Some might be thinking it seems like a shorter gap in browser versions – why not Safari 3.0 through 3.0.4, or even 3.1 to show greater self improvement? First, we opted for current supported release vs betas. We did use Firefox 2.0.0.14 and the most up-to-date IE7 we could find for previous matches. Secondly, since we planned this series 3.1.1 became GA, so we decided to do Safari 3.1.1 build 525.17 (which was at least pushed to the masses) vs WebKit r33940 (the open-source browser engine packaged close to Safari 3.1.1 build 525.20).
 
But as you can see Safari clearly doesn’t need the moral boost anyways:

BW Safari 3.1.1 & Nightlies  
You know the drill: We used an OpenQA Selenium setup to calculate time rendering a page; across the same set of saved actions such as logging in, composing and viewing messages, navigating around various folders, switching between our many apps, and even changing options.

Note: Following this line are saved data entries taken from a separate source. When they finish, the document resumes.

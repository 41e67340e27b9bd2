//! Company resolution: enrich, dedup, upsert
//!
//! Reconciles a transient [`CompanyCandidate`] against the suggestion
//! lookup and the store, yielding one canonical persisted company. Stored
//! company metadata is first-write-wins: later enrichments never overwrite
//! an existing row.

use crate::error::Result;
use crate::lookup::CompanyLookup;
use crate::store::LeadStore;
use crate::types::{Company, CompanyCandidate, NewCompany};
use tracing::{debug, warn};

/// Resolves company candidates to canonical persisted rows
pub struct CompanyResolver<'a, L: CompanyLookup + ?Sized> {
    lookup: &'a L,
}

impl<'a, L: CompanyLookup + ?Sized> CompanyResolver<'a, L> {
    pub const fn new(lookup: &'a L) -> Self {
        Self { lookup }
    }

    /// Resolve a candidate to a single persisted company identity.
    ///
    /// Enrichment is best-effort and never blocks resolution. The domain is
    /// the authoritative dedup key; losing the insert race to a concurrent
    /// writer is handled by re-selecting the winner's row.
    pub fn resolve<S: LeadStore + ?Sized>(
        &self,
        store: &S,
        candidate: CompanyCandidate,
    ) -> Result<Company> {
        let candidate = self.enrich(candidate);

        if let Some(existing) = store.find_company_by_domain(&candidate.domain)? {
            debug!(domain = %existing.domain, id = %existing.id, "company already known");
            return Ok(existing);
        }

        let row = NewCompany {
            name: candidate.name,
            domain: candidate.domain,
            logo_url: candidate.logo_url,
        };

        match store.insert_company(&row) {
            Ok(company) => {
                debug!(domain = %company.domain, id = %company.id, "company created");
                Ok(company)
            }
            Err(e) if e.is_duplicate() => {
                // Concurrent insert for the same domain won; adopt its row.
                store.find_company_by_domain(&row.domain)?.ok_or(e)
            }
            Err(e) => Err(e),
        }
    }

    /// Enrich the candidate from the suggestion lookup when a name is
    /// available. The top suggestion's domain supersedes the locally derived
    /// one; on failure or an empty answer the candidate passes through
    /// unchanged.
    fn enrich(&self, candidate: CompanyCandidate) -> CompanyCandidate {
        let Some(name) = candidate.name.clone() else {
            return candidate;
        };

        match self.lookup.suggest(&name) {
            Ok(suggestions) => match suggestions.into_iter().next() {
                Some(top) => {
                    debug!(query = %name, suggestion = %top.name, "adopting top suggestion");
                    CompanyCandidate {
                        name: Some(top.name),
                        domain: top
                            .domain
                            .map_or(candidate.domain, |d| d.to_lowercase()),
                        logo_url: top.logo_url.or(candidate.logo_url),
                    }
                }
                None => candidate,
            },
            Err(e) => {
                warn!(query = %name, error = %e, "company lookup failed, continuing domain-only");
                candidate
            }
        }
    }
}
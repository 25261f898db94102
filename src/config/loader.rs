//! Configuration loading from files (std only).

use std::fs;
use std::path::Path;

use crate::error::{ConfigError, Error, Result};

use super::SystemConfig;

/// Load configuration from a TOML file.
///
/// # Errors
///
/// Returns an error if the file cannot be read or parsed.
///
/// # Example
///
/// ```rust,ignore
/// use stepper_homing::load_config;
///
/// let config = load_config("motors.toml")?;
/// ```
pub fn load_config<P: AsRef<Path>>(path: P) -> Result<SystemConfig> {
    let content = fs::read_to_string(path.as_ref()).map_err(|e| {
        let msg = truncated(&e.to_string());
        Error::Config(ConfigError::IoError(msg))
    })?;

    parse_config(&content)
}

/// Parse configuration from a TOML string.
///
/// Timing parameters are not checked here; call
/// [`validate_config`](super::validate_config) to reject them early.
///
/// # Errors
///
/// Returns an error if the TOML is invalid.
pub fn parse_config(content: &str) -> Result<SystemConfig> {
    toml::from_str(content).map_err(|e| Error::Config(ConfigError::ParseError(truncated(e.message()))))
}

fn truncated<const N: usize>(msg: &str) -> heapless::String<N> {
    let mut out = heapless::String::new();
    for c in msg.chars() {
        if out.push(c).is_err() {
            break;
        }
    }
    out
}

#[cfg(test)]
mod tests {
    use super::*;

    #[test]
    fn test_parse_minimal_config() {
        let toml = r#"
[motors.x_axis]
name = "X-Axis"
"#;

        let config = parse_config(toml).unwrap();
        let motor = config.motor("x_axis").unwrap();
        assert_eq!(motor.steps_per_revolution, 200);
        assert_eq!(motor.speed, 30.0);
    }

    #[test]
    fn test_parse_with_switches() {
        let toml = r#"
[motors.x_axis]
name = "X-Axis"
microstepping = 16
enable_level = "high"
max_position_degrees = 1080.0

[limit_switches.x_min]

[limit_switches.x_max]
default_open = false
"#;

        let config = parse_config(toml).unwrap();
        assert!(config.limit_switch("x_min").unwrap().default_open);
        assert!(!config.limit_switch("x_max").unwrap().default_open);
    }

    #[test]
    fn test_parse_keeps_invalid_timing() {
        let config = parse_config("[motors.bad]\nspeed_rpm = 0.0\n").unwrap();
        assert!(config.motor("bad").unwrap().step_interval().is_err());
    }

    #[test]
    fn test_parse_error() {
        let result = parse_config("[motors.x_axis\n");
        assert!(matches!(result, Err(Error::Config(ConfigError::ParseError(_)))));
    }

    #[test]
    fn test_missing_file() {
        let result = load_config("/nonexistent/motors.toml");
        assert!(matches!(result, Err(Error::Config(ConfigError::IoError(_)))));
    }
}
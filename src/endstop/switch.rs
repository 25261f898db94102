//! Polled limit switch on a digital input line.

use embedded_hal::digital::{InputPin, PinState};
use heapless::String;

use crate::error::{Error, Result};

use super::event::{EventKind, EventSink, LimitSwitchEvent, NoEvents};
use super::EndDetector;

/// Limit switch read from one input pin.
///
/// Stateless apart from its configuration: every call to
/// [`end_detected`](EndDetector::end_detected) is a fresh read with no
/// debouncing.
///
/// With `default_open = true` (the default, most mechanical endstops) a high
/// level means the end was reached. With `default_open = false` (e.g. optical
/// endstops) a low level means the end was reached.
pub struct LimitSwitch<PIN, SINK = NoEvents>
where
    PIN: InputPin,
    SINK: EventSink,
{
    /// Input line the switch is wired to.
    pin: PIN,

    /// Receiver of `EndDetected` and `Error` notifications.
    sink: SINK,

    /// Name carried in published events.
    name: String<32>,

    /// Polarity of the switch.
    default_open: bool,
}

impl<PIN: InputPin> LimitSwitch<PIN, NoEvents> {
    /// Create a switch that publishes nowhere.
    pub fn without_events(pin: PIN) -> Self {
        Self::new(pin, NoEvents)
    }
}

impl<PIN, SINK> LimitSwitch<PIN, SINK>
where
    PIN: InputPin,
    SINK: EventSink,
{
    /// Create a normally-open switch publishing to `sink`.
    pub fn new(pin: PIN, sink: SINK) -> Self {
        Self {
            pin,
            sink,
            name: String::try_from("LimitSwitch").unwrap_or_default(),
            default_open: true,
        }
    }

    /// Set the polarity.
    pub fn with_default_open(mut self, default_open: bool) -> Self {
        self.default_open = default_open;
        self
    }

    /// Apply a [`LimitSwitchConfig`](crate::config::LimitSwitchConfig).
    pub fn with_config(self, config: &crate::config::LimitSwitchConfig) -> Self {
        self.with_default_open(config.default_open)
    }

    /// Set the name used in events (truncated to 32 bytes).
    pub fn with_name(mut self, name: &str) -> Self {
        self.set_name(name);
        self
    }

    /// Get the switch name.
    #[inline]
    pub fn name(&self) -> &str {
        self.name.as_str()
    }

    /// Rename the switch (truncated to 32 bytes).
    pub fn set_name(&mut self, name: &str) {
        self.name.clear();
        for c in name.chars() {
            if self.name.push(c).is_err() {
                break;
            }
        }
    }

    /// Get the polarity.
    #[inline]
    pub fn default_open(&self) -> bool {
        self.default_open
    }

    /// Change the polarity.
    #[inline]
    pub fn set_default_open(&mut self, default_open: bool) {
        self.default_open = default_open;
    }

    /// Get the event sink.
    #[inline]
    pub fn sink(&self) -> &SINK {
        &self.sink
    }

    /// Give back the pin and the sink.
    pub fn release(self) -> (PIN, SINK) {
        (self.pin, self.sink)
    }

    fn publish(&mut self, kind: EventKind) {
        let event = LimitSwitchEvent {
            source: self.name.clone(),
            kind,
        };
        self.sink.publish(event);
    }
}

impl<PIN, SINK> EndDetector for LimitSwitch<PIN, SINK>
where
    PIN: InputPin,
    SINK: EventSink,
{
    fn end_detected(&mut self) -> Result<bool> {
        let level = match self.pin.is_high() {
            Ok(high) => PinState::from(high),
            Err(e) => {
                let err = Error::pin(e);
                warn!("limit switch {} read failed: {}", self.name.as_str(), err);
                self.publish(EventKind::Error(err.clone()));
                return Err(err);
            }
        };

        let triggered = match (self.default_open, level) {
            (true, PinState::High) | (false, PinState::Low) => true,
            _ => false,
        };

        if triggered {
            trace!("limit switch {} closed", self.name.as_str());
            self.publish(EventKind::EndDetected(level));
        }
        Ok(triggered)
    }
}
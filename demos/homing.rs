//! Homing example.
//!
//! Drives a simulated axis with a limit switch at each end: seeks the min
//! switch, measures the travel up to the max switch, centers, then runs an
//! asynchronous move through a shared handle.
//!
//! Run with: `cargo run --example homing`

use std::sync::atomic::{AtomicBool, AtomicI32, Ordering};
use std::sync::mpsc::{self, Sender};
use std::sync::Arc;

use embedded_hal::delay::DelayNs;
use embedded_hal::digital::{ErrorType, InputPin, OutputPin};
use stepper_homing::{
    Degrees, LimitSwitch, LimitSwitchEvent, SharedStepper, StepperMotor, UnitExt,
};

/// Travel of the simulated axis, in full steps.
const TRAVEL_STEPS: i32 = 150;

/// Mechanical state shared by the simulated pins.
#[derive(Default)]
struct Axis {
    steps: AtomicI32,
    clockwise: AtomicBool,
}

struct DirPin(Arc<Axis>);

impl ErrorType for DirPin {
    type Error = core::convert::Infallible;
}

impl OutputPin for DirPin {
    fn set_low(&mut self) -> Result<(), Self::Error> {
        self.0.clockwise.store(false, Ordering::SeqCst);
        Ok(())
    }

    fn set_high(&mut self) -> Result<(), Self::Error> {
        self.0.clockwise.store(true, Ordering::SeqCst);
        Ok(())
    }
}

/// Moves the axis one step on each rising edge.
struct StepPin(Arc<Axis>);

impl ErrorType for StepPin {
    type Error = core::convert::Infallible;
}

impl OutputPin for StepPin {
    fn set_low(&mut self) -> Result<(), Self::Error> {
        Ok(())
    }

    fn set_high(&mut self) -> Result<(), Self::Error> {
        let delta = if self.0.clockwise.load(Ordering::SeqCst) { 1 } else { -1 };
        self.0.steps.fetch_add(delta, Ordering::SeqCst);
        Ok(())
    }
}

struct EnablePin;

impl ErrorType for EnablePin {
    type Error = core::convert::Infallible;
}

impl OutputPin for EnablePin {
    fn set_low(&mut self) -> Result<(), Self::Error> {
        println!("  [EN] driver powered");
        Ok(())
    }

    fn set_high(&mut self) -> Result<(), Self::Error> {
        println!("  [EN] driver released");
        Ok(())
    }
}

/// Normally-open switch that closes at one end of the axis.
struct SwitchPin {
    axis: Arc<Axis>,
    at_max: bool,
}

impl ErrorType for SwitchPin {
    type Error = core::convert::Infallible;
}

impl InputPin for SwitchPin {
    fn is_high(&mut self) -> Result<bool, Self::Error> {
        let steps = self.axis.steps.load(Ordering::SeqCst);
        Ok(if self.at_max {
            steps >= TRAVEL_STEPS
        } else {
            steps <= 0
        })
    }

    fn is_low(&mut self) -> Result<bool, Self::Error> {
        self.is_high().map(|high| !high)
    }
}

struct ThreadDelay;

impl DelayNs for ThreadDelay {
    fn delay_ns(&mut self, ns: u32) {
        std::thread::sleep(std::time::Duration::from_nanos(u64::from(ns)));
    }
}

type Switch = LimitSwitch<SwitchPin, Sender<LimitSwitchEvent>>;

fn main() -> stepper_homing::Result<()> {
    println!("=== Homing Example ===\n");

    let axis = Arc::new(Axis::default());
    // Power-up position is unknown to the motor
    axis.steps.store(37, Ordering::SeqCst);

    let (events, received) = mpsc::channel();
    let min_switch: Switch = LimitSwitch::new(
        SwitchPin {
            axis: Arc::clone(&axis),
            at_max: false,
        },
        events.clone(),
    )
    .with_name("min");
    let max_switch: Switch = LimitSwitch::new(
        SwitchPin {
            axis: Arc::clone(&axis),
            at_max: true,
        },
        events,
    )
    .with_name("max");

    let mut motor = StepperMotor::builder()
        .name("x_axis")
        .enable_pin(EnablePin)
        .dir_pin(DirPin(Arc::clone(&axis)))
        .step_pin(StepPin(Arc::clone(&axis)))
        .delay(ThreadDelay)
        .steps_per_revolution(200)
        .speed_rpm(300.0)
        .min_endstop(min_switch)
        .max_endstop(max_switch)
        .build()?;

    println!("Motor: {}", motor.name());
    println!("Step interval: {:?}\n", motor.step_interval()?);

    motor.enable()?;

    motor.seek_min()?;
    println!("Homed: position {}, calibrated {}", motor.position(), motor.is_calibrated());

    motor.seek_max()?;
    println!("Travel measured: {}", motor.max_position());

    motor.seek_center()?;
    println!("Centered at {}", motor.position());
    println!(
        "Simulated axis at step {}\n",
        axis.steps.load(Ordering::SeqCst)
    );

    let shared = SharedStepper::new(motor);
    let handle = shared.move_async((-30.0_f64).degrees());
    println!("Async move started, finished yet: {}", handle.is_finished());
    handle.join()?;
    println!("Async move done, position {}", shared.position());

    // Moving past the min switch aborts with OutOfRange
    let result = shared.move_by(Degrees(-360.0));
    println!("Overrun: {:?}, position {}", result, shared.position());

    shared.lock().disable()?;

    println!("\nSwitch events:");
    for event in received.try_iter() {
        println!("  {}: {:?}", event.source, event.kind);
    }

    Ok(())
}
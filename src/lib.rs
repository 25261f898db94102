//! # stepper-homing
//!
//! STEP/DIR/EN stepper motor control with limit-switch homing and
//! embedded-hal 1.0 support.
//!
//! ## Features
//!
//! - **Three-wire drivers**: EN, DIR and STEP lines as embedded-hal `OutputPin`s (DRV8825, A4988)
//! - **Constant-speed stepping**: pulse timing derived from RPM and microstepping
//! - **Endstops**: polled limit switches with configurable polarity and event notifications
//! - **Homing**: seek min, seek max (hardware or software end), seek center
//! - **Async moves**: start moves on several motors, join them later (`std`)
//! - **no_std compatible**: Core library works without standard library
//!
//! ## Quick Start
//!
//! ```rust,ignore
//! use stepper_homing::{Degrees, LimitSwitch, StepperMotor};
//!
//! let mut motor = StepperMotor::builder()
//!     .enable_pin(en)
//!     .dir_pin(dir)
//!     .step_pin(step)
//!     .delay(delay)
//!     .min_endstop(LimitSwitch::without_events(min_pin))
//!     .max_endstop(LimitSwitch::without_events(max_pin))
//!     .build()?;
//!
//! motor.enable()?;
//! motor.seek_min()?;
//! motor.seek_max()?;
//! motor.seek_center()?;
//! motor.move_by(Degrees(-45.0))?;
//! ```
//!
//! ## Feature Flags
//!
//! - `std` (default): TOML loading, shared motors and asynchronous moves
//! - `defmt`: Enables defmt logging for embedded targets
//! - `tracing`: Enables tracing logging on hosted targets

#![cfg_attr(not(feature = "std"), no_std)]
#![warn(missing_docs)]
#![warn(clippy::all)]
#![deny(unsafe_code)]
// Allow large error types - necessary for no_std with heapless strings
#![allow(clippy::result_large_err)]

#[macro_use]
mod fmt;

// Core modules
pub mod config;
pub mod endstop;
pub mod error;
pub mod motion;
pub mod motor;

// Re-exports for ergonomic API
pub use config::{validate_config, ActiveLevel, LimitSwitchConfig, MotorConfig, SystemConfig};
pub use endstop::{
    EndDetection, EndDetector, EventKind, EventSink, LimitSwitch, LimitSwitchEvent, NoEndstop,
    NoEvents,
};
pub use error::{Error, Result};
pub use motion::Direction;
pub use motor::{state, Command, PowerState, StepResult, StepperMotor, StepperMotorBuilder};

#[cfg(feature = "std")]
pub use motor::{MoveHandle, SharedStepper};

// Configuration loading (std only)
#[cfg(feature = "std")]
pub use config::{load_config, parse_config};

// Unit types
pub use config::units::{Degrees, UnitExt};
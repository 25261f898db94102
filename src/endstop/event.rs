//! Limit switch notifications.
//!
//! Events are handed to an [`EventSink`] at the moment they happen; there is
//! no buffering inside the switch itself.

use embedded_hal::digital::PinState;
use heapless::String;

use crate::error::Error;

/// What a limit switch observed.
#[derive(Debug, Clone, PartialEq)]
#[cfg_attr(feature = "defmt", derive(defmt::Format))]
pub enum EventKind {
    /// The end of travel was detected; carries the raw line level.
    EndDetected(PinState),
    /// Reading the input line failed.
    Error(Error),
}

/// Notification published by a [`LimitSwitch`](super::LimitSwitch).
#[derive(Debug, Clone, PartialEq)]
#[cfg_attr(feature = "defmt", derive(defmt::Format))]
pub struct LimitSwitchEvent {
    /// Name of the switch that published the event.
    pub source: String<32>,
    /// The observation.
    pub kind: EventKind,
}

/// Receiver of limit switch notifications.
pub trait EventSink {
    /// Deliver one event. Must not block for long: it runs between step pulses.
    fn publish(&mut self, event: LimitSwitchEvent);
}

/// Sink that discards every event.
#[derive(Debug, Clone, Copy, Default)]
pub struct NoEvents;

impl EventSink for NoEvents {
    #[inline]
    fn publish(&mut self, _event: LimitSwitchEvent) {}
}

impl<T: EventSink + ?Sized> EventSink for &mut T {
    #[inline]
    fn publish(&mut self, event: LimitSwitchEvent) {
        T::publish(self, event)
    }
}

/// Fixed-capacity log; events past capacity are dropped.
impl<const N: usize> EventSink for heapless::Vec<LimitSwitchEvent, N> {
    fn publish(&mut self, event: LimitSwitchEvent) {
        let _ = self.push(event);
    }
}

#[cfg(feature = "std")]
impl EventSink for std::vec::Vec<LimitSwitchEvent> {
    fn publish(&mut self, event: LimitSwitchEvent) {
        self.push(event);
    }
}

/// Forwards to a channel; a disconnected receiver is ignored.
#[cfg(feature = "std")]
impl EventSink for std::sync::mpsc::Sender<LimitSwitchEvent> {
    fn publish(&mut self, event: LimitSwitchEvent) {
        let _ = self.send(event);
    }
}
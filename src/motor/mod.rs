//! Motor module for stepper-homing.
//!
//! Provides the stepper motor driver, its builder, runtime state and the
//! shared handle used for asynchronous moves.

mod builder;
mod command;
mod driver;
#[cfg(feature = "std")]
mod shared;
pub mod state;

pub use builder::StepperMotorBuilder;
pub use command::Command;
pub use driver::{StepResult, StepperMotor};
#[cfg(feature = "std")]
pub use shared::{MoveHandle, SharedStepper};
pub use state::{MotionState, PowerState};
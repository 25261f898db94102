//! Shared helpers for integration tests.

#![allow(dead_code)]

use core::convert::Infallible;

use embedded_hal::delay::DelayNs;
use embedded_hal::digital::{ErrorType, OutputPin};
use embedded_hal_mock::eh1::delay::NoopDelay;
use embedded_hal_mock::eh1::digital::{Mock as PinMock, State, Transaction as PinTransaction};
use stepper_homing::{EndDetector, MotorConfig, StepperMotor};

/// Motor wired to mock pins.
pub type MockMotor<ES> = StepperMotor<PinMock, PinMock, PinMock, NoopDelay, ES>;

/// Expected STEP transactions for `n` pulses.
pub fn pulses(n: usize) -> Vec<PinTransaction> {
    (0..n)
        .flat_map(|_| [PinTransaction::set(State::Low), PinTransaction::set(State::High)])
        .collect()
}

/// Expected input reads: `open` open polls, then one closed poll.
pub fn reads_until_closed(open: usize) -> Vec<PinTransaction> {
    let mut reads = vec![PinTransaction::get(State::Low); open];
    reads.push(PinTransaction::get(State::High));
    reads
}

/// Build a motor on clones of the given mocks.
pub fn mock_motor<ES: EndDetector>(
    en: &PinMock,
    dir: &PinMock,
    step: &PinMock,
    config: MotorConfig,
) -> MockMotor<ES> {
    StepperMotor::builder()
        .enable_pin(en.clone())
        .dir_pin(dir.clone())
        .step_pin(step.clone())
        .delay(NoopDelay::new())
        .from_motor_config(&config)
        .build()
        .expect("all pins given")
}

/// Output pin that accepts everything.
#[derive(Debug, Clone, Copy, Default)]
pub struct NullPin;

impl ErrorType for NullPin {
    type Error = Infallible;
}

impl OutputPin for NullPin {
    fn set_low(&mut self) -> Result<(), Infallible> {
        Ok(())
    }

    fn set_high(&mut self) -> Result<(), Infallible> {
        Ok(())
    }
}

/// Delay that returns immediately.
#[derive(Debug, Clone, Copy, Default)]
pub struct NoDelay;

impl DelayNs for NoDelay {
    fn delay_ns(&mut self, _ns: u32) {}
}

/// Assert two angles are within `tolerance` degrees.
pub fn assert_near(actual: f64, expected: f64, tolerance: f64) {
    assert!(
        (actual - expected).abs() <= tolerance,
        "expected {expected} ± {tolerance}, got {actual}"
    );
}
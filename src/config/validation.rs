//! Configuration validation.

use crate::error::Result;

use super::SystemConfig;

/// Validate a system configuration up front.
///
/// Runs the step timing computation for every motor so that a bad
/// microstepping, steps per revolution or speed value is reported before
/// the first move rather than during it.
pub fn validate_config(config: &SystemConfig) -> Result<()> {
    for (_name, motor) in config.motors.iter() {
        motor.step_interval()?;
    }

    Ok(())
}

#[cfg(test)]
mod tests {
    use super::*;
    use crate::config::MotorConfig;
    use crate::error::{ConfigError, Error};

    #[test]
    fn test_invalid_microstepping() {
        let mut config = SystemConfig::default();
        let motor = MotorConfig {
            microstepping: 0,
            ..MotorConfig::default()
        };
        config
            .motors
            .insert(heapless::String::try_from("x").unwrap(), motor)
            .unwrap();

        let result = validate_config(&config);
        assert!(matches!(
            result,
            Err(Error::Config(ConfigError::IncorrectMicrostepping(0)))
        ));
    }

    #[test]
    fn test_empty_config_is_valid() {
        assert!(validate_config(&SystemConfig::default()).is_ok());
    }
}
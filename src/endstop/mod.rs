//! Endstop module for stepper-homing.
//!
//! Provides the [`EndDetector`] capability, the polled [`LimitSwitch`] that
//! implements it, and the min/max pair the motor consults while stepping.

mod event;
mod switch;

pub use event::{EventKind, EventSink, LimitSwitchEvent, NoEvents};
pub use switch::LimitSwitch;

use crate::config::units::Degrees;
use crate::error::Result;

/// Anything that can report that the end of travel has been reached.
pub trait EndDetector {
    /// Poll once. `Ok(true)` means the end is reached.
    fn end_detected(&mut self) -> Result<bool>;
}

impl<T: EndDetector + ?Sized> EndDetector for &mut T {
    #[inline]
    fn end_detected(&mut self) -> Result<bool> {
        T::end_detected(self)
    }
}

#[cfg(feature = "std")]
impl<T: EndDetector + ?Sized> EndDetector for std::boxed::Box<T> {
    #[inline]
    fn end_detected(&mut self) -> Result<bool> {
        T::end_detected(self)
    }
}

/// Shared switch, e.g. one also watched by an application thread.
#[cfg(feature = "std")]
impl<T: EndDetector + ?Sized> EndDetector for std::sync::Arc<parking_lot::Mutex<T>> {
    fn end_detected(&mut self) -> Result<bool> {
        self.lock().end_detected()
    }
}

/// Placeholder detector type for motors without endstops. Never fires.
#[derive(Debug, Clone, Copy, Default)]
pub struct NoEndstop;

impl EndDetector for NoEndstop {
    #[inline]
    fn end_detected(&mut self) -> Result<bool> {
        Ok(false)
    }
}

/// Min and max endstops of one axis. Either may be absent.
#[derive(Debug)]
pub struct EndDetection<ES> {
    /// Endstop at the counter-clockwise end of travel.
    pub min: Option<ES>,
    /// Endstop at the clockwise end of travel.
    pub max: Option<ES>,
}

impl<ES> Default for EndDetection<ES> {
    fn default() -> Self {
        Self { min: None, max: None }
    }
}

impl<ES> EndDetection<ES> {
    /// Create a pair from optional endstops.
    pub fn new(min: Option<ES>, max: Option<ES>) -> Self {
        Self { min, max }
    }

    /// Whether homing can work: a min endstop plus either a max endstop or
    /// a positive software max position.
    pub fn is_usable(&self, max_position: Degrees) -> bool {
        self.min.is_some() && (self.max.is_some() || max_position.value() > 0.0)
    }
}

impl<ES: EndDetector> EndDetection<ES> {
    /// Poll min then max, skipping absent ones.
    ///
    /// Read failures count as "not detected"; the switch has already
    /// published them.
    pub fn any_detected(&mut self) -> bool {
        [self.min.as_mut(), self.max.as_mut()]
            .into_iter()
            .flatten()
            .any(|endstop| matches!(endstop.end_detected(), Ok(true)))
    }
}

#[cfg(test)]
mod tests {
    use super::*;
    use crate::error::Error;
    use embedded_hal::digital::ErrorKind;

    struct Fixed(Result<bool>);

    impl EndDetector for Fixed {
        fn end_detected(&mut self) -> Result<bool> {
            self.0.clone()
        }
    }

    #[test]
    fn test_usability() {
        let none: EndDetection<NoEndstop> = EndDetection::default();
        assert!(!none.is_usable(Degrees(0.0)));
        assert!(!none.is_usable(Degrees(100.0)));

        let min_only = EndDetection::new(Some(NoEndstop), None);
        assert!(!min_only.is_usable(Degrees(0.0)));
        assert!(min_only.is_usable(Degrees(100.0)));

        let both = EndDetection::new(Some(NoEndstop), Some(NoEndstop));
        assert!(both.is_usable(Degrees(0.0)));

        let max_only = EndDetection::new(None, Some(NoEndstop));
        assert!(!max_only.is_usable(Degrees(100.0)));
    }

    #[test]
    fn test_any_detected_ignores_read_errors() {
        let mut pair = EndDetection::new(Some(Fixed(Err(Error::Pin(ErrorKind::Other)))), None);
        assert!(!pair.any_detected());

        let mut pair = EndDetection::new(Some(Fixed(Ok(false))), Some(Fixed(Ok(true))));
        assert!(pair.any_detected());
    }
}
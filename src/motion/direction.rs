//! Direction of motion and its mapping onto the DIR line.

use embedded_hal::digital::PinState;

use crate::config::units::Degrees;

/// Direction of motor motion.
#[derive(Debug, Clone, Copy, PartialEq, Eq)]
#[cfg_attr(feature = "defmt", derive(defmt::Format))]
pub enum Direction {
    /// Clockwise, toward the max endstop (positive angles).
    Clockwise,
    /// Counter-clockwise, toward the min endstop (negative angles).
    CounterClockwise,
}

impl Direction {
    /// Get direction from a signed angle. Zero counts as clockwise.
    #[inline]
    pub fn from_angle(angle: Degrees) -> Self {
        if angle.is_negative() {
            Direction::CounterClockwise
        } else {
            Direction::Clockwise
        }
    }

    /// Get the sign multiplier.
    #[inline]
    pub fn sign(self) -> f64 {
        match self {
            Direction::Clockwise => 1.0,
            Direction::CounterClockwise => -1.0,
        }
    }

    /// Level to drive on the DIR line.
    ///
    /// Clockwise is high unless the wiring is inverted.
    #[inline]
    pub fn pin_state(self, invert: bool) -> PinState {
        let high = match self {
            Direction::Clockwise => !invert,
            Direction::CounterClockwise => invert,
        };
        PinState::from(high)
    }
}

#[cfg(test)]
mod tests {
    use super::*;

    #[test]
    fn test_direction_from_angle() {
        assert_eq!(Direction::from_angle(Degrees(10.0)), Direction::Clockwise);
        assert_eq!(Direction::from_angle(Degrees(-0.5)), Direction::CounterClockwise);
    }

    #[test]
    fn test_pin_state_inversion() {
        assert_eq!(Direction::Clockwise.pin_state(false), PinState::High);
        assert_eq!(Direction::Clockwise.pin_state(true), PinState::Low);
        assert_eq!(Direction::CounterClockwise.pin_state(false), PinState::Low);
        assert_eq!(Direction::CounterClockwise.pin_state(true), PinState::High);
    }
}
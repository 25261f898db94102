//! Configuration module for stepper-homing.
//!
//! Provides types for loading motor and limit switch configurations from
//! TOML files (with `std` feature) or building them in code.

mod motor;
mod switch;
mod system;
pub mod units;
#[cfg(feature = "std")]
mod loader;
mod validation;

pub use motor::{ActiveLevel, MotorConfig};
pub use switch::LimitSwitchConfig;
pub use system::SystemConfig;
pub use validation::validate_config;

#[cfg(feature = "std")]
pub use loader::{load_config, parse_config};

// Re-export unit types at config level
pub use units::{Degrees, UnitExt};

Those might not look like huge jumps, but Safari builds have been churned out so fast – and nothing on that graph is over 2 seconds. The older version only wins in a handful of cases, but that could easily be due to other test-harness factors when your dealing with 1/100th’s of a second.

 
Safari has clearly been working out – it’s fit, and plans to stay that way by avoiding dessert.
 
Mac users rejoice: Apple released Safari 3.1.1 build 525.20 (~WebKit r33940) on May 28th with Mac OS X v10.5.3.
 
Windows machines have Safari 3.1.1 but it’s still build 525.17, so some stuff hasn’t been incorporated into Windows releases yet; and Apple either takes their time distributing updates, or they’re waiting on a Safari 4 version before next push. Don’t fret, it’s still decently fast and you’ll have the latest JS engine soon no doubt.
BW Safari total time

 
There’s already a developer seed of Safari 4 released. Which includes the SquirrelFish JavaScript interpreter (renamed from GlassFish to avoid confusion with Apple’s other Java stuff). SquirrelFish is a bytecode engine which eliminates almost all of the overhead of a tree-walking JavaScript interpreter. It also leaves room to experiment with things like constant folding, type inference, specialization based on expression context, peephole optimization, and escape analysis but they haven’t implemented all that yet. Safari 4 adds the ability to save webpages as standalone web applications (much like site-specific browsers such as Fluid, Adobe AIR, Bubbles, the favorite Mozilla Prism and countless others), some CCS enhancements to gradients, masks, and reflections, as well as additional native font rendering which provides a better experience for Windows users.
 
You can grab the nightlies (currently WebKit r34581) here. Or grab the current Safari GA by heading over to Apple’s site.


*Test machines were running AMD Opteron 1.8GHz Dual-cores with 2GB RAM against ZCS 5.0.6 GA RHEL4. As always performance will vary based on system configuration, network connection, and other factors like account data and preferences.